I going to base my research on social constructivism because during my career I used it to work in many of my classes and as a result I was able to improve my skills and it was not the classical way of learning where student receive the knowledge and teacher is the only one bringing the information. On the other hand, along my career I noticed that some teachers use it to improve students´ skills and learning performance and the intention of this thesis is to prove or deny the use of social constructivism in the practical subjects included in the curricula in Licenciatura en enseñanza Del Inglés

epistemologic: constructivism should improve students´skills in order to reinforce knowledge and the way how students get to it.

pedagogic: As english teachers, constructivism could help us to change the learning poitn of viwe by allowing students to search for information by using their own skills and particular way to face the world.

social: Teachers and students using such method could apply it in real contexts and not just for learning but for many activieties which require team work as well as personal ideas according to the context.

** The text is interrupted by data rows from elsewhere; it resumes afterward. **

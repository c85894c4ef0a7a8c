//! Aggregate vote hash: the commitment carried by a prevote.
//!
//! The hash binds the salt, the exact exchange rates string, the feeder and
//! the validator. Only the hash is public until the reveal, so nobody can
//! copy another validator's prices within the same period.

use serde::{Deserialize, Deserializer, Serialize, Serializer};
use std::fmt;

use crate::error::{Error, Result};
use crate::utils::constants::{VOTE_HASH_HEX_LENGTH, VOTE_HASH_LENGTH};
use crate::utils::crypto::sha256_truncated;

/// Truncated SHA-256 commitment to a vote
#[derive(Clone, Copy, PartialEq, Eq, Hash)]
pub struct AggregateVoteHash([u8; VOTE_HASH_LENGTH]);

impl AggregateVoteHash {
    /// Commit to `(salt, exchange_rates, feeder, validator)`.
    ///
    /// Addresses are the bech32 strings; the preimage is the four fields
    /// joined by `:` in that order.
    pub fn compute(salt: &str, exchange_rates: &str, feeder: &str, validator: &str) -> Self {
        let preimage = format!("{}:{}:{}:{}", salt, exchange_rates, feeder, validator);
        Self(sha256_truncated(preimage.as_bytes()))
    }

    /// Create from raw bytes
    pub fn new(bytes: [u8; VOTE_HASH_LENGTH]) -> Self {
        Self(bytes)
    }

    /// Parse from a hex string of exactly [`VOTE_HASH_HEX_LENGTH`] characters
    pub fn from_hex(s: &str) -> Result<Self> {
        if s.len() != VOTE_HASH_HEX_LENGTH {
            return Err(Error::InvalidHashFormat(format!(
                "expected {} hex characters, got {}",
                VOTE_HASH_HEX_LENGTH,
                s.len()
            )));
        }
        let bytes = hex::decode(s).map_err(|e| Error::InvalidHashFormat(e.to_string()))?;
        let mut arr = [0u8; VOTE_HASH_LENGTH];
        arr.copy_from_slice(&bytes);
        Ok(Self(arr))
    }

    /// Get the hash as bytes
    pub fn as_bytes(&self) -> &[u8; VOTE_HASH_LENGTH] {
        &self.0
    }

    /// Convert to lowercase hex
    pub fn to_hex(&self) -> String {
        hex::encode(self.0)
    }
}

impl fmt::Debug for AggregateVoteHash {
    fn fmt(&self, f: &mut fmt::Formatter<'_>) -> fmt::Result {
        write!(f, "AggregateVoteHash({})", &self.to_hex()[..16])
    }
}

impl fmt::Display for AggregateVoteHash {
    fn fmt(&self, f: &mut fmt::Formatter<'_>) -> fmt::Result {
        write!(f, "{}", self.to_hex())
    }
}

impl Serialize for AggregateVoteHash {
    fn serialize<S>(&self, serializer: S) -> std::result::Result<S::Ok, S::Error>
    where
        S: Serializer,
    {
        serializer.serialize_str(&self.to_hex())
    }
}

impl<'de> Deserialize<'de> for AggregateVoteHash {
    fn deserialize<D>(deserializer: D) -> std::result::Result<Self, D::Error>
    where
        D: Deserializer<'de>,
    {
        let s = String::deserialize(deserializer)?;
        Self::from_hex(&s).map_err(serde::de::Error::custom)
    }
}

#[cfg(test)]
mod tests {
    use super::*;
    use proptest::prelude::*;

    const SALT: &str = "1f3e6c8a0b2d4f6e8a0c2e4f6a8b0d2f4e6a8c0e2f4a6b8d0f2e4a6c8e0a2b4d";

    #[test]
    fn test_compute_is_deterministic() {
        let a = AggregateVoteHash::compute(SALT, "1.0BTC", "feeder", "validator");
        let b = AggregateVoteHash::compute(SALT, "1.0BTC", "feeder", "validator");
        assert_eq!(a, b);
        assert_eq!(a.to_hex().len(), VOTE_HASH_HEX_LENGTH);
    }

    #[test]
    fn test_matches_preimage_layout() {
        let hash = AggregateVoteHash::compute("s", "r", "f", "v");
        assert_eq!(hash.as_bytes(), &sha256_truncated(b"s:r:f:v"));
    }

    #[test]
    fn test_field_order_matters() {
        let a = AggregateVoteHash::compute(SALT, "1.0BTC", "alice", "bob");
        let b = AggregateVoteHash::compute(SALT, "1.0BTC", "bob", "alice");
        assert_ne!(a, b);
    }

    #[test]
    fn test_binds_feeder_and_validator() {
        let base = AggregateVoteHash::compute(SALT, "1.0BTC", "alice", "valoper");
        assert_ne!(base, AggregateVoteHash::compute(SALT, "1.0BTC", "carol", "valoper"));
        assert_ne!(base, AggregateVoteHash::compute(SALT, "1.0BTC", "alice", "valoper2"));
    }

    #[test]
    fn test_from_hex_rejects_bad_input() {
        assert!(matches!(
            AggregateVoteHash::from_hex("abcd"),
            Err(Error::InvalidHashFormat(_))
        ));
        assert!(matches!(
            AggregateVoteHash::from_hex(&"zz".repeat(VOTE_HASH_LENGTH)),
            Err(Error::InvalidHashFormat(_))
        ));
        assert!(AggregateVoteHash::from_hex(&"ab".repeat(VOTE_HASH_LENGTH)).is_ok());
    }

    #[test]
    fn test_uppercase_hex_accepted() {
        let hash = AggregateVoteHash::compute(SALT, "1.0BTC", "f", "v");
        let upper = hash.to_hex().to_uppercase();
        assert_eq!(AggregateVoteHash::from_hex(&upper).unwrap(), hash);
    }

    proptest! {
        #[test]
        fn prop_hex_roundtrip_is_stable(
            salt in "[0-9a-f]{64}",
            rates in "[0-9]{1,6}\\.[0-9]{1,6}[A-Z]{3,6}",
            feeder in "[a-z0-9]{10,40}",
            validator in "[a-z0-9]{10,40}",
        ) {
            let hash = AggregateVoteHash::compute(&salt, &rates, &feeder, &validator);
            let parsed = AggregateVoteHash::from_hex(&hash.to_string()).unwrap();
            prop_assert_eq!(parsed, hash);
        }

        #[test]
        fn prop_salt_perturbation_changes_hash(
            salt in "[0-9a-f]{64}",
            idx in 0usize..64,
        ) {
            let mut other: Vec<char> = salt.chars().collect();
            other[idx] = if other[idx] == '0' { '1' } else { '0' };
            let other: String = other.into_iter().collect();

            let a = AggregateVoteHash::compute(&salt, "1.0BTC", "f", "v");
            let b = AggregateVoteHash::compute(&other, "1.0BTC", "f", "v");
            prop_assert_ne!(a, b);
        }
    }
}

Psychologic: The constructivism approach may improve how people think as they will be able to think by their own and not just waiting for the information or to receive something but look for it ang go beyond.

Outline

Outline

1. Introduction

        When people talk about education many things come to their minds: teachers, students, homework, grades, books, classroom, classmates, success, and failure. Most of the people believe that education is a need and, they are right however, not all of them realize how education is constructed or how is it decided, what topics or what curricula is the appropriate to teach. But, education is not just a word, it is part of a group of theories that form the real meaning for education and one of those theories is called social constructivism.
According to Méndez (2002) constructivism is “a theory that intends to explain which the nature of human knowledge is” constructivism assumes that previous knowledge gives birth to new knowledge.     “Constructivism holds that learning is essentially active, a person who learns something take it into his/her past experiences and into his/her mental structures “Retrieved from: (Abbott, 1999).
According to Grennon and Brooks (1999), constructivism pretends to help students to internalize, rearrange and/or transform the new information. Such information happens through the creation of all new learning styles and all this is possible thanks to the raising of new cognitive structures.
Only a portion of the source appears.